Where the records hold the string "CoolingDown", show the whole line it sits on.

[Stored items]
# # #

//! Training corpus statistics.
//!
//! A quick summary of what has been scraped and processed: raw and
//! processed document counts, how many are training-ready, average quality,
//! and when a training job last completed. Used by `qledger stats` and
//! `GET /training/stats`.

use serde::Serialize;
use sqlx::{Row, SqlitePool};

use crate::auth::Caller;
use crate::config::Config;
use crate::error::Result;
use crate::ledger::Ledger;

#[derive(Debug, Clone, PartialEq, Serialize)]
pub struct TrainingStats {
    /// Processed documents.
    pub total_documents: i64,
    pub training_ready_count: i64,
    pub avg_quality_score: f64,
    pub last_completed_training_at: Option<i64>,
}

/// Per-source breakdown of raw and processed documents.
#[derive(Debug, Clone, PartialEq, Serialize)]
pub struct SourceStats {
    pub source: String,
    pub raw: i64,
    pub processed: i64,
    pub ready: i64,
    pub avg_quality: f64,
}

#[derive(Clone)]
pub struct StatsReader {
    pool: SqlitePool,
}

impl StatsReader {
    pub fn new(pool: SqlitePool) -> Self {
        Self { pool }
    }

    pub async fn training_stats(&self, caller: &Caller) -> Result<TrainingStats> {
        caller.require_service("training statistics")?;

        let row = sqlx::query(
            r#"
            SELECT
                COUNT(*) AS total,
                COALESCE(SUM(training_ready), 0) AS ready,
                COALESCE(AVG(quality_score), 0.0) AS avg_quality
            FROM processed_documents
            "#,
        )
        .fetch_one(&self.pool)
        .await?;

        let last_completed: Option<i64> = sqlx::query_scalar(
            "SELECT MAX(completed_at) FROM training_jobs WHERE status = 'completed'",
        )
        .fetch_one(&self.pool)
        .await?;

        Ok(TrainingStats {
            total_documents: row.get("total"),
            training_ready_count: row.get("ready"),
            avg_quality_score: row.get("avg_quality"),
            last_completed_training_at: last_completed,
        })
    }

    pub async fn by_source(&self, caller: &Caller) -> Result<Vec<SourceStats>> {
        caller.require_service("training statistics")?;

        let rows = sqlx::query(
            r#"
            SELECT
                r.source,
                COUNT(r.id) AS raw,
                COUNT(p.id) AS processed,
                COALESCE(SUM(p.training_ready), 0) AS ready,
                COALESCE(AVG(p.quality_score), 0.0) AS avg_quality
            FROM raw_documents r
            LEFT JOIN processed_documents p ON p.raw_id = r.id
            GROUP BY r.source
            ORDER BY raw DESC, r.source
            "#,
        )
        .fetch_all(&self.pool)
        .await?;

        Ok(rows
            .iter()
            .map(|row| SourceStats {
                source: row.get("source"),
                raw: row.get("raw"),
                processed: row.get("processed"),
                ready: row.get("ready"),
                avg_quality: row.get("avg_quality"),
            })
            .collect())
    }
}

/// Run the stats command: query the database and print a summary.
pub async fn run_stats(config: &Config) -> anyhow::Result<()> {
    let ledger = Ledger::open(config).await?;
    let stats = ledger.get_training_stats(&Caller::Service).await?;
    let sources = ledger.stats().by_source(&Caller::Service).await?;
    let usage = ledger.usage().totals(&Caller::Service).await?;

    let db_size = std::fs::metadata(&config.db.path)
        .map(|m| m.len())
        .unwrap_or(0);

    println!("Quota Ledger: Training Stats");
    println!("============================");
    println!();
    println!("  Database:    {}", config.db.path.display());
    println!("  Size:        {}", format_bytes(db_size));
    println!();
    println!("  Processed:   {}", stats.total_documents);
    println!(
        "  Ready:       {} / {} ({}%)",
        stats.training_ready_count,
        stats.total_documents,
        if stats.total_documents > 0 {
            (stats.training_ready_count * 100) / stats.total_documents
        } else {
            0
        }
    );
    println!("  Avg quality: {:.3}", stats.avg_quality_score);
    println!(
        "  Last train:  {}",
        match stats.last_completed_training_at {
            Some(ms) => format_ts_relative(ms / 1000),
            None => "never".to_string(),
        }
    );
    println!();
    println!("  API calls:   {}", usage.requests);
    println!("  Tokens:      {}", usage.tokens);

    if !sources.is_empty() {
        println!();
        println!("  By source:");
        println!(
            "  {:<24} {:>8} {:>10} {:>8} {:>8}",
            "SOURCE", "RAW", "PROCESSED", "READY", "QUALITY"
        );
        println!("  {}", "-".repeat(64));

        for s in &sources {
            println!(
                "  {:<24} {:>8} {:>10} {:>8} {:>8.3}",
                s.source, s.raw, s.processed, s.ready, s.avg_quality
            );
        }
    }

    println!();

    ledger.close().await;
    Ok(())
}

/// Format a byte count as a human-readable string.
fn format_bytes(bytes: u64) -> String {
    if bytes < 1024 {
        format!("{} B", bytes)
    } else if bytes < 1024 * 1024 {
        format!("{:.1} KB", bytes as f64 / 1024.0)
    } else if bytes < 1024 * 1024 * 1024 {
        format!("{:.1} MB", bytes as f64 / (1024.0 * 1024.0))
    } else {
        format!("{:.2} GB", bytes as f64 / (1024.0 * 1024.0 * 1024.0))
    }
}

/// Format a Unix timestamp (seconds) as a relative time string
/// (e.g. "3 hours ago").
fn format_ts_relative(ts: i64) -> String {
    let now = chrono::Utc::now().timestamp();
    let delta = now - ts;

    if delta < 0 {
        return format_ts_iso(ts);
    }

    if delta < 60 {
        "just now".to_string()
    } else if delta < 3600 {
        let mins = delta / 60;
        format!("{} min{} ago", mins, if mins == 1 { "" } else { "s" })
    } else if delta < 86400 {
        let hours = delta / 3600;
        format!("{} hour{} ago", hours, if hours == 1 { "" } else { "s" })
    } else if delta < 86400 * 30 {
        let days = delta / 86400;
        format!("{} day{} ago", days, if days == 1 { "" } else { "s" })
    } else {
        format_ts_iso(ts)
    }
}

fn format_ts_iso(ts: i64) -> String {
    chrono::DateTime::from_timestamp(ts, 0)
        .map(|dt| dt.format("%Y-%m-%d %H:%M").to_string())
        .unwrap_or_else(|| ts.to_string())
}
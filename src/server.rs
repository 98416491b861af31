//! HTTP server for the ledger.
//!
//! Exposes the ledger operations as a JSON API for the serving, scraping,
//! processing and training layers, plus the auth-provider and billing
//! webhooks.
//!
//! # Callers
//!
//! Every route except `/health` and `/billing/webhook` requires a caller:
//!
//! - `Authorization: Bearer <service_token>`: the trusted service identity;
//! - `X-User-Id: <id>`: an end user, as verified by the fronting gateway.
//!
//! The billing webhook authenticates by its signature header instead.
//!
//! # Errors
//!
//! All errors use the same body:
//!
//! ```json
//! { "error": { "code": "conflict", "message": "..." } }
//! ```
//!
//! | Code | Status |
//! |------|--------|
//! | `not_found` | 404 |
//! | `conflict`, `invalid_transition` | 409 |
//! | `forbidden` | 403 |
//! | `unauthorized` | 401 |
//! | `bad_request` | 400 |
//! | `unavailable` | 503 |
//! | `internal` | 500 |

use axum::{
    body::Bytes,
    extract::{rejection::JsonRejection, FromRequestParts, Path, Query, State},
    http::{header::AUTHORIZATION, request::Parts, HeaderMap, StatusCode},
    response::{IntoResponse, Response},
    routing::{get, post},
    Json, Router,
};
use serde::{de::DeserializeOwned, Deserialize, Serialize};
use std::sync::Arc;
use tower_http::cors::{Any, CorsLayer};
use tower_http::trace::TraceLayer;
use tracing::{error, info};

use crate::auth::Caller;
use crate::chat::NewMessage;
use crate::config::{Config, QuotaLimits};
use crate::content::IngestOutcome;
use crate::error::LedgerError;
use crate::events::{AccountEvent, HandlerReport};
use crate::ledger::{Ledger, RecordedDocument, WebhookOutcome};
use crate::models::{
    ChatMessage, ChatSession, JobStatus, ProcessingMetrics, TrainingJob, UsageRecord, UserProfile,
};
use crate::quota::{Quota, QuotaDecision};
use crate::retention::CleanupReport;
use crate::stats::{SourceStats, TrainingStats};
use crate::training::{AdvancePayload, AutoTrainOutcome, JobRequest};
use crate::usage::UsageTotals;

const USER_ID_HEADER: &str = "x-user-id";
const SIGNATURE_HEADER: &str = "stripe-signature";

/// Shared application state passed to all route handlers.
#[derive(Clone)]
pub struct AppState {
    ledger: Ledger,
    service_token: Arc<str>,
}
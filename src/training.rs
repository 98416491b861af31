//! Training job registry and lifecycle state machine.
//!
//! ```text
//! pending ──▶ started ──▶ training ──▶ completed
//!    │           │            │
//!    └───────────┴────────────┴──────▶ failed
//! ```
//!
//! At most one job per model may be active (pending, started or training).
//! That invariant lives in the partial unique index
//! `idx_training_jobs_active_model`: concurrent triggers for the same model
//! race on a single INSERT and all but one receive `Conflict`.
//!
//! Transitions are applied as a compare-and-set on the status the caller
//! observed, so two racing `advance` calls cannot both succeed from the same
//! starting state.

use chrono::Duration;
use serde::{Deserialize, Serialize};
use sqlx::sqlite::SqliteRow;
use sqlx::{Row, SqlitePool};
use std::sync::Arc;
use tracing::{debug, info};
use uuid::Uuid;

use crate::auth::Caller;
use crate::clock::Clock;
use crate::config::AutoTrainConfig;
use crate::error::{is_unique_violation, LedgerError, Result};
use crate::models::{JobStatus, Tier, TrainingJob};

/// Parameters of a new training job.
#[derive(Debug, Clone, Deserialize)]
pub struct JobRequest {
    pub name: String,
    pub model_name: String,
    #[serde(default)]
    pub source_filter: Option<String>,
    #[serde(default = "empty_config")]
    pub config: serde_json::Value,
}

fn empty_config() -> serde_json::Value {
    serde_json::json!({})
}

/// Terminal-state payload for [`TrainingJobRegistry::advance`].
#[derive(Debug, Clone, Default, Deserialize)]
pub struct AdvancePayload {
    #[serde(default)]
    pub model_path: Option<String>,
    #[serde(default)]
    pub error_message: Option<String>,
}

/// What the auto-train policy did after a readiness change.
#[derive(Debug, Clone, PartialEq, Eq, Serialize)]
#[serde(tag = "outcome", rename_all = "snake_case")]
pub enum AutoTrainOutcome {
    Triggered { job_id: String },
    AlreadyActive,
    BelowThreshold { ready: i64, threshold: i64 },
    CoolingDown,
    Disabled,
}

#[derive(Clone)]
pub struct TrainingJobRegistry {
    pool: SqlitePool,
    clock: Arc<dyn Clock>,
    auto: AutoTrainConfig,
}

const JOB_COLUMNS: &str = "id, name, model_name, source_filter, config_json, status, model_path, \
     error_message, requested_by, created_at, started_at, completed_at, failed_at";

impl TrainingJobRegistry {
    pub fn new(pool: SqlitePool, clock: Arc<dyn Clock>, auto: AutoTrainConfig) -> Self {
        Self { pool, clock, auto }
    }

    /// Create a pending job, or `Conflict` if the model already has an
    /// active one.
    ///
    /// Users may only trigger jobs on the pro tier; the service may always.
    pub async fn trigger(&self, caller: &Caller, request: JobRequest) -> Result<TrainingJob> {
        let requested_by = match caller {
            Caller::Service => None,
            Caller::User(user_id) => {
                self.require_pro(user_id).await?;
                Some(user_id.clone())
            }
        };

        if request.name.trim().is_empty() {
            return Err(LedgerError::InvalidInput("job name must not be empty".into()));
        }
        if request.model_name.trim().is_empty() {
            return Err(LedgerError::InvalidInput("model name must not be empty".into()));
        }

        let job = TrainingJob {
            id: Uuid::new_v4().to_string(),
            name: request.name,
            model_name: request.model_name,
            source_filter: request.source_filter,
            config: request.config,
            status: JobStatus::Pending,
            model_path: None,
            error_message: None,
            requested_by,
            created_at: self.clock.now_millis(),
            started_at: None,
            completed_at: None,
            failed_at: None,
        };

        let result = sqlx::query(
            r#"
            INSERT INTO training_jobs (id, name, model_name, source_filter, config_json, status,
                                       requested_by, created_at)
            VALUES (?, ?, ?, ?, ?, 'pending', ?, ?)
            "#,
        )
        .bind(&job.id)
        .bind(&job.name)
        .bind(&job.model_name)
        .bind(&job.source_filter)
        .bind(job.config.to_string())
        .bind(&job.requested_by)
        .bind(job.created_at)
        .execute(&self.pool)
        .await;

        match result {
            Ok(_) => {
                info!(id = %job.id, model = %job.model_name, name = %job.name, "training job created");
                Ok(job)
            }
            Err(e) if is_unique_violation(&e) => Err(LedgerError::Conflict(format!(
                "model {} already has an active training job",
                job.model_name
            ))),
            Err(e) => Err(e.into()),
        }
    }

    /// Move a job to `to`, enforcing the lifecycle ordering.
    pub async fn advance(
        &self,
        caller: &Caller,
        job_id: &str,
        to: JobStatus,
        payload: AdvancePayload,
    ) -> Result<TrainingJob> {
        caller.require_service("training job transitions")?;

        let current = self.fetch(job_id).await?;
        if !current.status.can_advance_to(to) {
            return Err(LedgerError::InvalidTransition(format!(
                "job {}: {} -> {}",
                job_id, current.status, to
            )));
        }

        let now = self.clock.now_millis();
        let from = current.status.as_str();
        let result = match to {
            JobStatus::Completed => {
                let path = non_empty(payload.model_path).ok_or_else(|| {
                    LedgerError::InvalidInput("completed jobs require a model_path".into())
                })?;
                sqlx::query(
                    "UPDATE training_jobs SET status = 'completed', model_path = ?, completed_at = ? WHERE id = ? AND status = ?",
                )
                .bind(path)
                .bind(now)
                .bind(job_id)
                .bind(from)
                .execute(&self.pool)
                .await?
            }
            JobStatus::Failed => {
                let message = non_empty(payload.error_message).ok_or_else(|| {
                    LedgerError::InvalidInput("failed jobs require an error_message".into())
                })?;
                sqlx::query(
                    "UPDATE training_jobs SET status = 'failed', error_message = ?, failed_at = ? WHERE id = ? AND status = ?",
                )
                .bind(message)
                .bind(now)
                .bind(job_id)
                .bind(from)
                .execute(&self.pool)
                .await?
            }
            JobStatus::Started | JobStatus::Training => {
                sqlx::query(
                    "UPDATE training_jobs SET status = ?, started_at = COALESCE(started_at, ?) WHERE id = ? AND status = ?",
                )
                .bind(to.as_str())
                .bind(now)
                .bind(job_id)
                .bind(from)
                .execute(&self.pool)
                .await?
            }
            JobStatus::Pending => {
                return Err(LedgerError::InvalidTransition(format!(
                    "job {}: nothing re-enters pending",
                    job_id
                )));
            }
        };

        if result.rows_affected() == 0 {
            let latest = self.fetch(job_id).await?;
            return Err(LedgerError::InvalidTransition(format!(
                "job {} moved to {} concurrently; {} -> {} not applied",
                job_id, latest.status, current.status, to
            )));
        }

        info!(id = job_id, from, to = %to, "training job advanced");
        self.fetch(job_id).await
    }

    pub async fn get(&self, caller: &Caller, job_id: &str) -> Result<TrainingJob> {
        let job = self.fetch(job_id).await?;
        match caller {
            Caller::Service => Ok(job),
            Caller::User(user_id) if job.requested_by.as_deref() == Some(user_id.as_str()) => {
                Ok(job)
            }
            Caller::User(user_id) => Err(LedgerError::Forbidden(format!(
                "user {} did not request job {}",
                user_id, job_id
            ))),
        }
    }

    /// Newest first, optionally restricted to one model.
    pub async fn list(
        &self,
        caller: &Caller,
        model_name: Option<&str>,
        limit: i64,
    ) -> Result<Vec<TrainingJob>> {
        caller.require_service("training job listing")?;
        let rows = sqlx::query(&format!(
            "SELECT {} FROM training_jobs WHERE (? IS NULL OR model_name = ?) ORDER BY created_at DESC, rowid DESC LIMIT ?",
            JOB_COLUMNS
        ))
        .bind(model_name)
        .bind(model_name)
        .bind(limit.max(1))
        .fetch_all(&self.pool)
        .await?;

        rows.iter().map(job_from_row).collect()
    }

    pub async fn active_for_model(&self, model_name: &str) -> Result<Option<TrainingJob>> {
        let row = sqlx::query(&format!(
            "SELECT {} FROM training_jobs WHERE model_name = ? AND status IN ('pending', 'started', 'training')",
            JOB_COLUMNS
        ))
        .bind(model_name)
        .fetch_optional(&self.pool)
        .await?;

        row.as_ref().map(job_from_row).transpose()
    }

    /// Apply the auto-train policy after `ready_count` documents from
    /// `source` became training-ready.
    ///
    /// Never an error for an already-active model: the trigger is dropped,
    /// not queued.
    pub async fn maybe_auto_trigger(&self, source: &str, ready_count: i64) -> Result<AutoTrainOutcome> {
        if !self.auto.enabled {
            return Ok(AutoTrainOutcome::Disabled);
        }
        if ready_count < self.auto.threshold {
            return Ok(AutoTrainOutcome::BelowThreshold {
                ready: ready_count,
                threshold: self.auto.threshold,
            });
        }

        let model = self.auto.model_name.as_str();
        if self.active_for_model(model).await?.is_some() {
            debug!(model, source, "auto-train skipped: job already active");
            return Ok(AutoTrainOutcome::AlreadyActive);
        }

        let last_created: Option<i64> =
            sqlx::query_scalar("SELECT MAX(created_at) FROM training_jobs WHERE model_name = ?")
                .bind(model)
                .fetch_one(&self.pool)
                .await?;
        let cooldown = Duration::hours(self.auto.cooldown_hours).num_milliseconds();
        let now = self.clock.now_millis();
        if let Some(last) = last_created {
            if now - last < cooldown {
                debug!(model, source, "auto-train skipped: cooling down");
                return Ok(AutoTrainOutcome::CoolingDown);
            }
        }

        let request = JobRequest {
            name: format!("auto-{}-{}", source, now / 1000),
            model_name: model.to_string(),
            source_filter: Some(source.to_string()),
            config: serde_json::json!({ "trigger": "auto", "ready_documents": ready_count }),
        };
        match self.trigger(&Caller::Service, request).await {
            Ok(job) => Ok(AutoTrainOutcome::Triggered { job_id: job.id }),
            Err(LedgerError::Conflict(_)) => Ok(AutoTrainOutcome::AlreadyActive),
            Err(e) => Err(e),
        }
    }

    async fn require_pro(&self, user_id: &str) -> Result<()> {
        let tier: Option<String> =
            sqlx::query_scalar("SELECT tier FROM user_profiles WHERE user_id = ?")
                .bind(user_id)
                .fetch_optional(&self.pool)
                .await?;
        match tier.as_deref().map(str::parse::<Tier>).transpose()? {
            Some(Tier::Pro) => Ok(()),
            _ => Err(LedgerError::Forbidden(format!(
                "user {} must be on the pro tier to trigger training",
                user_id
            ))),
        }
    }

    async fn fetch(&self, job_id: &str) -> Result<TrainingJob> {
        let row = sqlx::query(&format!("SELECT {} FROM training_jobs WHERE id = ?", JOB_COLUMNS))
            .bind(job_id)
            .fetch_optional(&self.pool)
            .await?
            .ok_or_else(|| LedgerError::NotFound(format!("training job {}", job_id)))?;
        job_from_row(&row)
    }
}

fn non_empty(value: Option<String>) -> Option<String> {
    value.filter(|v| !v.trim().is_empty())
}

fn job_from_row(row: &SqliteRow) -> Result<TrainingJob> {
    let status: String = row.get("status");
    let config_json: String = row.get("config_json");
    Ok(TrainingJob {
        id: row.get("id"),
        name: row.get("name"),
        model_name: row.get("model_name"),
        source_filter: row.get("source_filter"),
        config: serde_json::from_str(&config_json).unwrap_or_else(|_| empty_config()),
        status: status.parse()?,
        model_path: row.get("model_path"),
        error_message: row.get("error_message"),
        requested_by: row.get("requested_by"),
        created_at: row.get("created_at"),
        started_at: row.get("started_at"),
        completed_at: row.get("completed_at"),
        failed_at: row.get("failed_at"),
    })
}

# # #

RESULT OF THIS TASK:
    CoolingDown,
                return Ok(AutoTrainOutcome::CoolingDown);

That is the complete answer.